**Exercise prompt**
Filter the listing for lines containing "section".

**Task material**
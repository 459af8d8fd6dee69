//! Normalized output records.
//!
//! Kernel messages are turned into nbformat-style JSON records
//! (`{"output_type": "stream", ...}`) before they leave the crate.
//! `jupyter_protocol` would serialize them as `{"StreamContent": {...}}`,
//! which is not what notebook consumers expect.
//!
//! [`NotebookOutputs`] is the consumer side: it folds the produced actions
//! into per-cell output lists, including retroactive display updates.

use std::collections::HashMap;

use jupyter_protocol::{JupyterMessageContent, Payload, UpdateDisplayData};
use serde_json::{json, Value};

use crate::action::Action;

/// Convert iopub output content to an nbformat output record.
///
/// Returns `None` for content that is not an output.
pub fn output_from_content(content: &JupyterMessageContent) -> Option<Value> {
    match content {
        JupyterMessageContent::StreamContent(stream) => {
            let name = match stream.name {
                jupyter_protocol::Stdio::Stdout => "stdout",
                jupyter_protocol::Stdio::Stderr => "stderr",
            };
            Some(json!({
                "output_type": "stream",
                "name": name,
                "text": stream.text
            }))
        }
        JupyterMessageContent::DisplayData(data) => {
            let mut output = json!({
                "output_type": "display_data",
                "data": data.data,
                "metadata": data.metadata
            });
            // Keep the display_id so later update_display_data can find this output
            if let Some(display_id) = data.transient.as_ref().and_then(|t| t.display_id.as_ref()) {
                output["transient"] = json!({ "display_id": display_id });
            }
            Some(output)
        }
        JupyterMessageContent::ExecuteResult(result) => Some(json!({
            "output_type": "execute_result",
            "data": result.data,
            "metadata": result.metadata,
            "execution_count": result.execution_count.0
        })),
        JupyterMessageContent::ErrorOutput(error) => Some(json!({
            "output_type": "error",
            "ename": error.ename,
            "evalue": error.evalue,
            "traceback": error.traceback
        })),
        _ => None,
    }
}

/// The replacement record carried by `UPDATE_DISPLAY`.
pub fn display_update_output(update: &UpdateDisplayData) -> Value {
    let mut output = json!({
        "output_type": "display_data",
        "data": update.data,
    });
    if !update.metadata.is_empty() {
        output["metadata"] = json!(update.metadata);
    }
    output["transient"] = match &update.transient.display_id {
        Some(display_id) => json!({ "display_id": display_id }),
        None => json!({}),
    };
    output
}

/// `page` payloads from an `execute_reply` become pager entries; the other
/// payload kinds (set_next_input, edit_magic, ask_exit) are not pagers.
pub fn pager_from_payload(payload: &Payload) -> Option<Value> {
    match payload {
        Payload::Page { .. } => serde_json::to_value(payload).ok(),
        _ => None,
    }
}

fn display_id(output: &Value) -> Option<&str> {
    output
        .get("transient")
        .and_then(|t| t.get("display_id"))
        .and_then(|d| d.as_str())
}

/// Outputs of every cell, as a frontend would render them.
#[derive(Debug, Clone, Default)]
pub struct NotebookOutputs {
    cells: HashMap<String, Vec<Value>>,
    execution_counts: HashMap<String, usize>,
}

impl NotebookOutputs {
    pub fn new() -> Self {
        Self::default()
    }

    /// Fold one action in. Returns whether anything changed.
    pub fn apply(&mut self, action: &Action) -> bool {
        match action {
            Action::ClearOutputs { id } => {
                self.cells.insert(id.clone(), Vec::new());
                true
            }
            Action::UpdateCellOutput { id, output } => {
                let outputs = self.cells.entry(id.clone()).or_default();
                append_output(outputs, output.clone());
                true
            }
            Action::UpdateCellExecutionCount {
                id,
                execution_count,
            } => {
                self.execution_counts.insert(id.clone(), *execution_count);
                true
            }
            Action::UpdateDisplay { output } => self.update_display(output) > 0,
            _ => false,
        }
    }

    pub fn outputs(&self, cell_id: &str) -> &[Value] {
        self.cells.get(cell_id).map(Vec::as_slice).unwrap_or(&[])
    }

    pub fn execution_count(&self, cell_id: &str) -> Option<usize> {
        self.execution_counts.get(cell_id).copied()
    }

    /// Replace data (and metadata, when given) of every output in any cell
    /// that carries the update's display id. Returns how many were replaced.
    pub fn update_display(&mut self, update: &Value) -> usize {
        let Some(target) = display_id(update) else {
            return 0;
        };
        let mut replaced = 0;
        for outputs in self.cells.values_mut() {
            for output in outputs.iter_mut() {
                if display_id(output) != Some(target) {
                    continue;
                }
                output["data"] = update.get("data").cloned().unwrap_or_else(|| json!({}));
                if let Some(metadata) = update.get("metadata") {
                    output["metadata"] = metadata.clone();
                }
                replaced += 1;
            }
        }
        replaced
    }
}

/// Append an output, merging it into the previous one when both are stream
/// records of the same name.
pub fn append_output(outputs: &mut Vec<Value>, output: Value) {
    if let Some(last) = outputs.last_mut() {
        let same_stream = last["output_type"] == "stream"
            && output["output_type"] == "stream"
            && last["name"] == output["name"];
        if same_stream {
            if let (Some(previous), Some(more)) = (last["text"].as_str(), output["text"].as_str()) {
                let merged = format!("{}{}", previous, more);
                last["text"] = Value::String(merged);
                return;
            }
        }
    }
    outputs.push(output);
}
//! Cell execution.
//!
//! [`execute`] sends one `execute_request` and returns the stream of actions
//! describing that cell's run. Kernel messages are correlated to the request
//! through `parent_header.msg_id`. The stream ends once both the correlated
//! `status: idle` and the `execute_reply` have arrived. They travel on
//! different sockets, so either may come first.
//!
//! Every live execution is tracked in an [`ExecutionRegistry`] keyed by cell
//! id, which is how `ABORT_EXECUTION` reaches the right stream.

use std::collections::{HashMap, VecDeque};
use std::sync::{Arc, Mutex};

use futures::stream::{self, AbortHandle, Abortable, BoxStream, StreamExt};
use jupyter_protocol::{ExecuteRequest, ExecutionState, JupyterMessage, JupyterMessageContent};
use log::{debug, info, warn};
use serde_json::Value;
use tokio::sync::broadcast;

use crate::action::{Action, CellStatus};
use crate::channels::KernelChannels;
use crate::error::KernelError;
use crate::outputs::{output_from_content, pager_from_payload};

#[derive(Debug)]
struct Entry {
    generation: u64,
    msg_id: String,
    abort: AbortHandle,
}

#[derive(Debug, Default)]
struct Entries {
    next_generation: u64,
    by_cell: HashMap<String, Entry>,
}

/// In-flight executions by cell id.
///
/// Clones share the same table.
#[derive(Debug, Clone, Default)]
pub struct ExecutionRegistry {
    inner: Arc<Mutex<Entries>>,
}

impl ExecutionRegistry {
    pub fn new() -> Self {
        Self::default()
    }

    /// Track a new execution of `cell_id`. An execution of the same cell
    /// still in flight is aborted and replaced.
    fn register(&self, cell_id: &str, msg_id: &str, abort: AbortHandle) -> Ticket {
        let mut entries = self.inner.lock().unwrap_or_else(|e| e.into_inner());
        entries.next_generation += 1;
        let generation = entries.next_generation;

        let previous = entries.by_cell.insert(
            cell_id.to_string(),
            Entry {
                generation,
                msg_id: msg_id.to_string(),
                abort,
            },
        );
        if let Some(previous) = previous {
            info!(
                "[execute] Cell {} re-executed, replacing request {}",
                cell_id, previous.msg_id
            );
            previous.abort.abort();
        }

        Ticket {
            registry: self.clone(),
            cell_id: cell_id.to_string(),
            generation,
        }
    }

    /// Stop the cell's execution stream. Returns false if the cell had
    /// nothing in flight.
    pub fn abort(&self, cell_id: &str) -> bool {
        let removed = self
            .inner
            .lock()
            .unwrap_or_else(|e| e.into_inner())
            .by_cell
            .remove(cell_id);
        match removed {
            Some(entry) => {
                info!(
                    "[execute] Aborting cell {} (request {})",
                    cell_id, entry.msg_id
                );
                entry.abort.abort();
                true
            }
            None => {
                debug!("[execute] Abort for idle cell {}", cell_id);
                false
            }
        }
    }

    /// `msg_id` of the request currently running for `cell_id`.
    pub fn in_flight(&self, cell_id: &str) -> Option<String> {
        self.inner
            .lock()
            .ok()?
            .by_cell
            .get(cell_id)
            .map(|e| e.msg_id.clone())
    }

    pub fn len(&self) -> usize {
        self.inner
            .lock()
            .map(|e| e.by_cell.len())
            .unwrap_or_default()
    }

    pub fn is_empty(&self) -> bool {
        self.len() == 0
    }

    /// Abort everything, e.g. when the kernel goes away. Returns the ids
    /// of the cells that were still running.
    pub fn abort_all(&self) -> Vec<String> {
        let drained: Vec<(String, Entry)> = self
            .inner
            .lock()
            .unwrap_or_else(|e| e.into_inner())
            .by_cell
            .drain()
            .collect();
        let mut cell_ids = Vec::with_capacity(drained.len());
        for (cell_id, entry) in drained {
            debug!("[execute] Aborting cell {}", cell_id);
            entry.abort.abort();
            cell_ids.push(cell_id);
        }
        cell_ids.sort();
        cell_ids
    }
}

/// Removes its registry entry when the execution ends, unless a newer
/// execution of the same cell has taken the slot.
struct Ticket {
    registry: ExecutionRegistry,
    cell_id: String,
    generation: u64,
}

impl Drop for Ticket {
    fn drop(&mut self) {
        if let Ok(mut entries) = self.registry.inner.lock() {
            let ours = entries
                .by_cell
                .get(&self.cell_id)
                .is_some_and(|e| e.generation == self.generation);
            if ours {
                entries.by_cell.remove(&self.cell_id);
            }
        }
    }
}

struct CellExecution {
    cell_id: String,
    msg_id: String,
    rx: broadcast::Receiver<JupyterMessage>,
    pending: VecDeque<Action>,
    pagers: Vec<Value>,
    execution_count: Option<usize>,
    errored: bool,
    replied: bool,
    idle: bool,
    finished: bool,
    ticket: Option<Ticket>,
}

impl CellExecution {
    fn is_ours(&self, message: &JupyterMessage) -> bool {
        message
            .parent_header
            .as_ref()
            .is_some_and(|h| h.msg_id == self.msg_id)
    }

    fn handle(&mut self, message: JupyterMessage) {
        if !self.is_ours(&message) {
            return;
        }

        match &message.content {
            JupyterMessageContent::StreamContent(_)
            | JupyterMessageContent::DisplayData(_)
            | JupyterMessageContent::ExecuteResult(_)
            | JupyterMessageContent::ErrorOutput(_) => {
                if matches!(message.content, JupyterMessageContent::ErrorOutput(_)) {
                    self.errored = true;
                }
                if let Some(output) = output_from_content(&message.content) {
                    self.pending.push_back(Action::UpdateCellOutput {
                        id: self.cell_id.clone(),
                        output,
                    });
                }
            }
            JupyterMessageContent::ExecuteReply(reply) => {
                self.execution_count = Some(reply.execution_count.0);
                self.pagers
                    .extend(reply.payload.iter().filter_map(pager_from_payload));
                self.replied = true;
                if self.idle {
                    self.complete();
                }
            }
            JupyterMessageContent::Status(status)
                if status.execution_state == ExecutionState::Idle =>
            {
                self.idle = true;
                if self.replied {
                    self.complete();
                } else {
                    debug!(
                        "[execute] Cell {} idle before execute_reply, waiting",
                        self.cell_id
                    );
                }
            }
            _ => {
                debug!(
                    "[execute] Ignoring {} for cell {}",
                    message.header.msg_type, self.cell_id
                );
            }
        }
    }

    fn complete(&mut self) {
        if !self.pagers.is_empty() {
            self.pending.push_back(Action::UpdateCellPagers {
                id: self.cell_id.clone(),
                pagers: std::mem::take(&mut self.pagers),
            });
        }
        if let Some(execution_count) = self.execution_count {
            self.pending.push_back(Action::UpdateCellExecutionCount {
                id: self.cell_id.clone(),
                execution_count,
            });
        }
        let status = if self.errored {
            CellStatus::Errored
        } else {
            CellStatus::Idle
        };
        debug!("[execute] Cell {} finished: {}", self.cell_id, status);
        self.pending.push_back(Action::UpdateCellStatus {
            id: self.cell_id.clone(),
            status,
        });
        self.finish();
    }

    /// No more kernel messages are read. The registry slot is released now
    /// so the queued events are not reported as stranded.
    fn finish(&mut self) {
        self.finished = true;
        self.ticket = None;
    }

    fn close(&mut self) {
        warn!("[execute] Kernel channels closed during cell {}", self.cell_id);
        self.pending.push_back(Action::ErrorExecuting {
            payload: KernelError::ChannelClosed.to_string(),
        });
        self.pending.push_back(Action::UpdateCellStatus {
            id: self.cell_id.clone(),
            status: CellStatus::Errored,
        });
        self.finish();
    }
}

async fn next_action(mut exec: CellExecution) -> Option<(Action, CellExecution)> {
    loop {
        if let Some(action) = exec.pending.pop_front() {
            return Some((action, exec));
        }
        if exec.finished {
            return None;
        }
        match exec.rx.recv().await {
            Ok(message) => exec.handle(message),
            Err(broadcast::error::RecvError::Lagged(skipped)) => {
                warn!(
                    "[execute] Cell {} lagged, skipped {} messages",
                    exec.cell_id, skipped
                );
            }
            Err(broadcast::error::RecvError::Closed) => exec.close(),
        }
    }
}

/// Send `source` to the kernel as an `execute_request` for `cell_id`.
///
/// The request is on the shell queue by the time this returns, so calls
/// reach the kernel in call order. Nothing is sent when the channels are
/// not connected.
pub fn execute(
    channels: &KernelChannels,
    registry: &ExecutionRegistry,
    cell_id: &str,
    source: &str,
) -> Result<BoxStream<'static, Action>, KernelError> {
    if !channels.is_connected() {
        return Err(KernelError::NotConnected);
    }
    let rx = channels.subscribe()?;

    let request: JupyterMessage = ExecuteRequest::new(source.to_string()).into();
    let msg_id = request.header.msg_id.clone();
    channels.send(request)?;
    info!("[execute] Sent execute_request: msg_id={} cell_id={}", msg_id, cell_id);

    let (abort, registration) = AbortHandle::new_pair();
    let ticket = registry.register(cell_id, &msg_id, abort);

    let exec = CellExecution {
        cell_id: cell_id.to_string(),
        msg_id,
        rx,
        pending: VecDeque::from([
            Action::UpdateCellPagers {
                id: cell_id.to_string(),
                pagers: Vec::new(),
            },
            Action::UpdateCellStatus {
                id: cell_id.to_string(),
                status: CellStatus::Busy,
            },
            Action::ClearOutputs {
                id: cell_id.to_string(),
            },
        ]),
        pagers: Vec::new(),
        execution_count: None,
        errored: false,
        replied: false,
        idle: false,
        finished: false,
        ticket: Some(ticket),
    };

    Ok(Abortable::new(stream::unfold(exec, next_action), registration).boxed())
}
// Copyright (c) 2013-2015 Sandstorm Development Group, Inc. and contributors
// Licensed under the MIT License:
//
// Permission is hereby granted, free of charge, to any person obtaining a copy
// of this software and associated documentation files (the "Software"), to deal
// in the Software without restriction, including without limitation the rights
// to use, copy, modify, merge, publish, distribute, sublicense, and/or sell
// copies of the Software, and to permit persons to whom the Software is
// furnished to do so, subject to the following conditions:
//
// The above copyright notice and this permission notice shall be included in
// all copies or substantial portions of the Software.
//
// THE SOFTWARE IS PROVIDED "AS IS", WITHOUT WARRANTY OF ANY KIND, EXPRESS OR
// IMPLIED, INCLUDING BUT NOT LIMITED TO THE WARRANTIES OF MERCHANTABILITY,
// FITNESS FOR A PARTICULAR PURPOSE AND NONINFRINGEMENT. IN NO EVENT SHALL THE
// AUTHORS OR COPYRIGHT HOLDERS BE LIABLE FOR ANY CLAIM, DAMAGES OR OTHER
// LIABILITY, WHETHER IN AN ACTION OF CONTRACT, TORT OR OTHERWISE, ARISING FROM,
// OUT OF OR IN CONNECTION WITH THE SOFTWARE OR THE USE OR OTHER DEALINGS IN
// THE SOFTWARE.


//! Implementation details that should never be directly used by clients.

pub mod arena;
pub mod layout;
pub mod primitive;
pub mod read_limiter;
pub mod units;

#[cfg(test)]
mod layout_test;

--

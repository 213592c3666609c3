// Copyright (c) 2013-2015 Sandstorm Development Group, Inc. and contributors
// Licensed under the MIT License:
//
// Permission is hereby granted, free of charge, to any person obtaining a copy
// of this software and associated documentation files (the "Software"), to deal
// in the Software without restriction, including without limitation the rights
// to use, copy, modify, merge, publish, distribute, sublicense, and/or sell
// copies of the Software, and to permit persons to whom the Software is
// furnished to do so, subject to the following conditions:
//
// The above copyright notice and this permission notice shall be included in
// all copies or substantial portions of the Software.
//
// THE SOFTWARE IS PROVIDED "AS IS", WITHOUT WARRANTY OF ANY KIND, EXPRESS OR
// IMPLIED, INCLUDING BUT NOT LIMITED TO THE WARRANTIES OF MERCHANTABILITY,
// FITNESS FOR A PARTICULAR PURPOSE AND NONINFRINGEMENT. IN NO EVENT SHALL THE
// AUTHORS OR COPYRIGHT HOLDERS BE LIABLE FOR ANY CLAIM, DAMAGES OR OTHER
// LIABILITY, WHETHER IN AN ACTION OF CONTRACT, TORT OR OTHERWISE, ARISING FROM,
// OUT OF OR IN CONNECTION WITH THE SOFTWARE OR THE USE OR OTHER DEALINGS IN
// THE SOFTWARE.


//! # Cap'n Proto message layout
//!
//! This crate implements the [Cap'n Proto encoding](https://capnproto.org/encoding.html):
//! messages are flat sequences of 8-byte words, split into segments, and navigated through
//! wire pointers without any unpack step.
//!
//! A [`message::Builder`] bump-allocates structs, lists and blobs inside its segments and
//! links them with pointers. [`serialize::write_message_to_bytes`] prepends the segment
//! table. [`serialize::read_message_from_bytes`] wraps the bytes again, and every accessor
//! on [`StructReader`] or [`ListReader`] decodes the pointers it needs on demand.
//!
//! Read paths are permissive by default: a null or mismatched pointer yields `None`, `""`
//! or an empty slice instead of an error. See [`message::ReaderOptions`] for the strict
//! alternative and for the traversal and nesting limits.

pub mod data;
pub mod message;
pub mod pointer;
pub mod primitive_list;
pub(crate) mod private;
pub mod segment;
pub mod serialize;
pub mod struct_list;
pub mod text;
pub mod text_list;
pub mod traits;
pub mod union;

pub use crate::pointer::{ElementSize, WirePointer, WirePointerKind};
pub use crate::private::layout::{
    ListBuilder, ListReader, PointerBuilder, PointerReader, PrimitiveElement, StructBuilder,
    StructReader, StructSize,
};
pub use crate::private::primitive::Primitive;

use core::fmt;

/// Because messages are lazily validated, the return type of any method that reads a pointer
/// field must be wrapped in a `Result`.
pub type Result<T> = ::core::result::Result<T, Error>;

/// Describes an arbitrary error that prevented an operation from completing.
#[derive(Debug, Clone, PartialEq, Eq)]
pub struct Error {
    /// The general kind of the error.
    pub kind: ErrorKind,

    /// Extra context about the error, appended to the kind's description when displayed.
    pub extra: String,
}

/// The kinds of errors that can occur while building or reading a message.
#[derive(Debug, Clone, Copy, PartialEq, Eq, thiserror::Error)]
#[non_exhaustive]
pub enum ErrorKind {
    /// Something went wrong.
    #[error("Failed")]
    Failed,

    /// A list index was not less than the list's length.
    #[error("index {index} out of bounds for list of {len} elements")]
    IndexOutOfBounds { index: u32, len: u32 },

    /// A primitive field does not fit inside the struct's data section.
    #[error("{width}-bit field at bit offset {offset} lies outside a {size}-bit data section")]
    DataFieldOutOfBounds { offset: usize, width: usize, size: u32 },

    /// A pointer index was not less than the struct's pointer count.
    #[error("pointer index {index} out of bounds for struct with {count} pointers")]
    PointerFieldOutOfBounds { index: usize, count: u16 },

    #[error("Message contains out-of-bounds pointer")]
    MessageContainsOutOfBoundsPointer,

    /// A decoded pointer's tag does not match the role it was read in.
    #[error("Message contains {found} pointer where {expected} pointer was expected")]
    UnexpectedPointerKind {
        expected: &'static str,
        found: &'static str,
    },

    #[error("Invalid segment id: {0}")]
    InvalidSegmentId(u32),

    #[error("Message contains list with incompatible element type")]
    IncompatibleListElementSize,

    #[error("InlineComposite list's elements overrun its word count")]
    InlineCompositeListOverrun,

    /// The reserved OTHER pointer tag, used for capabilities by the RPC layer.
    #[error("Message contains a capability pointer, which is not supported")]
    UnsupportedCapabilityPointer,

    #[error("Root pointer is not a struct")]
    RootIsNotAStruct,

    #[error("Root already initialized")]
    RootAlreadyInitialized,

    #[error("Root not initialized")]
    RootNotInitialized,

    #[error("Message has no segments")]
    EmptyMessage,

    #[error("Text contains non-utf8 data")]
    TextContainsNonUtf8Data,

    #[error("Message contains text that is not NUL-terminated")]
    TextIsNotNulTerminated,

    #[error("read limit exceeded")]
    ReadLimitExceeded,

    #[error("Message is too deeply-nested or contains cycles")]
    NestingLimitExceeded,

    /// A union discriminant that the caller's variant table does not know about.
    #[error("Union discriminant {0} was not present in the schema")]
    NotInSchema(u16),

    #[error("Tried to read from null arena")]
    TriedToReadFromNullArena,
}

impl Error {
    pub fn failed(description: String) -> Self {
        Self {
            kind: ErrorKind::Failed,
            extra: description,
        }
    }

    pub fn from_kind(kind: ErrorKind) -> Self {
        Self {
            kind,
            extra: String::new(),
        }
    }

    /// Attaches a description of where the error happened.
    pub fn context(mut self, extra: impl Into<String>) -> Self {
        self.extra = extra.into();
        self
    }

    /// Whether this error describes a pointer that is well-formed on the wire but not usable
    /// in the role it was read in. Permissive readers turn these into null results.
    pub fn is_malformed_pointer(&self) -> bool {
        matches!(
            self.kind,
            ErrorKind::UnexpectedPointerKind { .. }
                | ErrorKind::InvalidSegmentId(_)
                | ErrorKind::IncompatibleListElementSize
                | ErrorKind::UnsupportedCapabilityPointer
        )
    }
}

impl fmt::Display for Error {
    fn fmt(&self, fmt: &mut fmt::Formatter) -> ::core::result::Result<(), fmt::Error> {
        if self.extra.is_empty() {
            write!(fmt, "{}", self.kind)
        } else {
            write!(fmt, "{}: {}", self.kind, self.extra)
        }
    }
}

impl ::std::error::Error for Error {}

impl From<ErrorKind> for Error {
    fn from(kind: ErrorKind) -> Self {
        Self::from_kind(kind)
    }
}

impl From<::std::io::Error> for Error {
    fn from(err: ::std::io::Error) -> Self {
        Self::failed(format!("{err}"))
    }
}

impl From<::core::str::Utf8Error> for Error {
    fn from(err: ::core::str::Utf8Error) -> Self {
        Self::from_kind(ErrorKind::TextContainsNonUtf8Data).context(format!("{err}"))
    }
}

**Reply to the exercise**
    /// A primitive field does not fit inside the struct's data section.
    #[error("{width}-bit field at bit offset {offset} lies outside a {size}-bit data section")]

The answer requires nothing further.